Saved data entries:
::::::::::

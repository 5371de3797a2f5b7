//! Tavily search client.

use std::collections::{HashMap, VecDeque};
use std::time::Duration;

use async_trait::async_trait;
use parking_lot::Mutex;
use reqwest::header::RETRY_AFTER;
use serde::{Deserialize, Serialize};
use thiserror::Error;
use tracing::{debug, info, instrument};

use pipeline::{ProviderError, SearchHit, SearchProvider};

pub const DEFAULT_BASE_URL: &str = "https://api.tavily.com";

/// Tavily rejects requests for more than this many results.
const MAX_RESULTS_PER_QUERY: usize = 10;

/// Snippets are cut to this many characters.
const MAX_SNIPPET_CHARS: usize = 500;

#[derive(Debug, Clone)]
pub struct TavilyConfig {
    pub base_url: String,
    pub api_key: String,
    /// `"basic"` or `"advanced"`.
    pub search_depth: String,
    pub timeout: Duration,
    /// Distinct queries kept in the result cache; the oldest is evicted first.
    pub cache_capacity: usize,
}

impl TavilyConfig {
    pub fn new(api_key: impl Into<String>) -> Self {
        Self {
            base_url: DEFAULT_BASE_URL.to_string(),
            api_key: api_key.into(),
            search_depth: "advanced".to_string(),
            timeout: Duration::from_secs(30),
            cache_capacity: 128,
        }
    }
}

#[derive(Debug, Error)]
pub enum SearchSetupError {
    #[error("search API key is empty")]
    MissingApiKey,

    #[error("search base URL '{0}' is not an http(s) URL")]
    InvalidBaseUrl(String),

    #[error("failed to build HTTP client: {0}")]
    Client(#[from] reqwest::Error),
}

#[derive(Debug, Serialize)]
struct SearchRequest<'a> {
    api_key: &'a str,
    query: &'a str,
    max_results: usize,
    search_depth: &'a str,
    include_answer: bool,
    include_raw_content: bool,
    include_images: bool,
}

#[derive(Debug, Deserialize)]
struct SearchResponse {
    #[serde(default)]
    results: Vec<TavilyResult>,
}

#[derive(Debug, Deserialize)]
struct TavilyResult {
    #[serde(default)]
    url: String,
    #[serde(default)]
    title: Option<String>,
    #[serde(default)]
    content: String,
    #[serde(default)]
    score: f64,
}

impl From<TavilyResult> for SearchHit {
    fn from(result: TavilyResult) -> Self {
        Self {
            title: result
                .title
                .filter(|t| !t.trim().is_empty())
                .unwrap_or_else(|| "No title".to_string()),
            snippet: result.content.chars().take(MAX_SNIPPET_CHARS).collect(),
            relevance_score: result.score.clamp(0.0, 1.0),
            url: result.url,
        }
    }
}

type CacheKey = (String, usize);

/// Insertion-ordered cache with a fixed number of entries.
#[derive(Debug, Default)]
struct ResultCache {
    capacity: usize,
    entries: HashMap<CacheKey, Vec<SearchHit>>,
    order: VecDeque<CacheKey>,
}

impl ResultCache {
    fn new(capacity: usize) -> Self {
        Self {
            capacity,
            ..Self::default()
        }
    }

    fn get(&self, key: &CacheKey) -> Option<Vec<SearchHit>> {
        self.entries.get(key).cloned()
    }

    fn insert(&mut self, key: CacheKey, hits: Vec<SearchHit>) {
        if self.capacity == 0 {
            return;
        }
        if self.entries.insert(key.clone(), hits).is_none() {
            self.order.push_back(key);
        }
        while self.order.len() > self.capacity {
            if let Some(oldest) = self.order.pop_front() {
                self.entries.remove(&oldest);
            }
        }
    }
}

/// [`SearchProvider`] backed by Tavily, with a bounded per-process result
/// cache keyed on `(query, max_results)`.
#[derive(Debug)]
pub struct TavilySearch {
    config: TavilyConfig,
    endpoint: String,
    http: reqwest::Client,
    cache: Mutex<ResultCache>,
}

impl TavilySearch {
    /// # Errors
    ///
    /// [`SearchSetupError`] if the key is empty, the URL is not http(s), or
    /// the HTTP client cannot be built.
    pub fn new(config: TavilyConfig) -> Result<Self, SearchSetupError> {
        if config.api_key.trim().is_empty() {
            return Err(SearchSetupError::MissingApiKey);
        }
        let base = config.base_url.trim_end_matches('/');
        if !(base.starts_with("http://") || base.starts_with("https://")) {
            return Err(SearchSetupError::InvalidBaseUrl(config.base_url.clone()));
        }
        let endpoint = format!("{base}/search");
        let http = reqwest::Client::builder().timeout(config.timeout).build()?;
        Ok(Self {
            cache: Mutex::new(ResultCache::new(config.cache_capacity)),
            config,
            endpoint,
            http,
        })
    }

    async fn fetch(&self, query: &str, max_results: usize) -> Result<Vec<SearchHit>, ProviderError> {
        let body = SearchRequest {
            api_key: &self.config.api_key,
            query,
            max_results,
            search_depth: &self.config.search_depth,
            include_answer: false,
            include_raw_content: false,
            include_images: false,
        };
        let response = self
            .http
            .post(&self.endpoint)
            .json(&body)
            .send()
            .await
            .map_err(transport_error)?;

        let status = response.status();
        if !status.is_success() {
            let retry_after = response
                .headers()
                .get(RETRY_AFTER)
                .and_then(|v| v.to_str().ok())
                .and_then(|v| v.trim().parse::<u64>().ok())
                .map(Duration::from_secs);
            let text = response.text().await.unwrap_or_default();
            return Err(ProviderError::from_status(status.as_u16(), retry_after, &text));
        }

        let parsed: SearchResponse = response.json().await.map_err(|err| {
            if err.is_timeout() {
                transport_error(err)
            } else {
                ProviderError::MalformedResponse {
                    message: err.to_string(),
                }
            }
        })?;
        Ok(parsed
            .results
            .into_iter()
            .filter(|r| !r.url.is_empty())
            .take(max_results)
            .map(SearchHit::from)
            .collect())
    }
}

#[async_trait]
impl SearchProvider for TavilySearch {
    #[instrument(skip(self))]
    async fn search(&self, query: &str, max_results: usize) -> Result<Vec<SearchHit>, ProviderError> {
        let max_results = max_results.clamp(1, MAX_RESULTS_PER_QUERY);
        let key = (query.to_string(), max_results);
        let cached = self.cache.lock().get(&key);
        if let Some(hits) = cached {
            debug!("Using cached search results");
            return Ok(hits);
        }

        let hits = self.fetch(query, max_results).await?;
        info!(results = hits.len(), "Search completed");
        self.cache.lock().insert(key, hits.clone());
        Ok(hits)
    }
}

fn transport_error(err: reqwest::Error) -> ProviderError {
    if err.is_timeout() {
        ProviderError::Timeout {
            message: err.to_string(),
        }
    } else {
        ProviderError::Transport {
            message: err.to_string(),
        }
    }
}

#[cfg(test)]
mod tests {
    use serde_json::json;
    use wiremock::matchers::{body_partial_json, method, path};
    use wiremock::{Mock, MockServer, ResponseTemplate};

    use super::*;

    fn client(server: &MockServer) -> TavilySearch {
        let mut config = TavilyConfig::new("tvly-test");
        config.base_url = server.uri();
        TavilySearch::new(config).unwrap()
    }

    fn results() -> serde_json::Value {
        json!({
            "query": "transformers",
            "results": [
                {"title": "Attention Is All You Need", "url": "https://arxiv.org/abs/1706.03762",
                 "content": "x".repeat(800), "score": 0.98},
                {"title": "", "url": "https://example.com/post", "content": "A post", "score": 0.4},
                {"title": "No link", "url": "", "content": "dropped", "score": 0.9}
            ]
        })
    }

    #[tokio::test]
    async fn maps_results_to_hits() {
        let server = MockServer::start().await;
        Mock::given(method("POST"))
            .and(path("/search"))
            .and(body_partial_json(json!({
                "api_key": "tvly-test",
                "query": "transformers",
                "max_results": 5,
                "search_depth": "advanced"
            })))
            .respond_with(ResponseTemplate::new(200).set_body_json(results()))
            .expect(1)
            .mount(&server)
            .await;

        let hits = client(&server).search("transformers", 5).await.unwrap();
        assert_eq!(hits.len(), 2);
        assert_eq!(hits[0].title, "Attention Is All You Need");
        assert_eq!(hits[0].snippet.chars().count(), 500);
        assert_eq!(hits[1].title, "No title");
        assert!((hits[0].relevance_score - 0.98).abs() < 1e-9);
    }

    #[tokio::test]
    async fn repeated_queries_are_served_from_cache() {
        let server = MockServer::start().await;
        Mock::given(method("POST"))
            .respond_with(ResponseTemplate::new(200).set_body_json(results()))
            .expect(1)
            .mount(&server)
            .await;

        let search = client(&server);
        let first = search.search("transformers", 5).await.unwrap();
        let second = search.search("transformers", 5).await.unwrap();
        assert_eq!(first, second);
    }

    #[tokio::test]
    async fn cache_evicts_oldest_query_at_capacity() {
        let server = MockServer::start().await;
        Mock::given(method("POST"))
            .respond_with(ResponseTemplate::new(200).set_body_json(results()))
            .expect(3)
            .mount(&server)
            .await;

        let mut config = TavilyConfig::new("tvly-test");
        config.base_url = server.uri();
        config.cache_capacity = 1;
        let search = TavilySearch::new(config).unwrap();

        search.search("first", 5).await.unwrap();
        search.search("second", 5).await.unwrap();
        search.search("second", 5).await.unwrap();
        search.search("first", 5).await.unwrap();
        assert_eq!(search.cache.lock().entries.len(), 1);
    }

    #[tokio::test]
    async fn max_results_is_capped_at_ten() {
        let server = MockServer::start().await;
        Mock::given(method("POST"))
            .and(body_partial_json(json!({"max_results": 10})))
            .respond_with(ResponseTemplate::new(200).set_body_json(json!({"results": []})))
            .expect(1)
            .mount(&server)
            .await;

        let hits = client(&server).search("anything", 50).await.unwrap();
        assert!(hits.is_empty());
    }

    #[tokio::test]
    async fn bad_key_is_not_retryable() {
        let server = MockServer::start().await;
        Mock::given(method("POST"))
            .respond_with(ResponseTemplate::new(401).set_body_string("invalid api key"))
            .mount(&server)
            .await;

        let err = client(&server).search("transformers", 5).await.unwrap_err();
        assert!(matches!(err, ProviderError::Unauthorized { .. }));
        assert_eq!(err.retry_policy(), pipeline::RetryPolicy::NonRetryable);
    }

    #[tokio::test]
    async fn failures_are_not_cached() {
        let server = MockServer::start().await;
        Mock::given(method("POST"))
            .respond_with(ResponseTemplate::new(502))
            .up_to_n_times(1)
            .mount(&server)
            .await;
        Mock::given(method("POST"))
            .respond_with(ResponseTemplate::new(200).set_body_json(results()))
            .mount(&server)
            .await;

        let search = client(&server);
        assert!(search.search("transformers", 5).await.is_err());
        assert_eq!(search.search("transformers", 5).await.unwrap().len(), 2);
    }
}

::::::::::

Assignment: Taking the records as a whole, report how many of their lines include the word "CacheKey". Nothing but the number is wanted.

Solved exercise: 5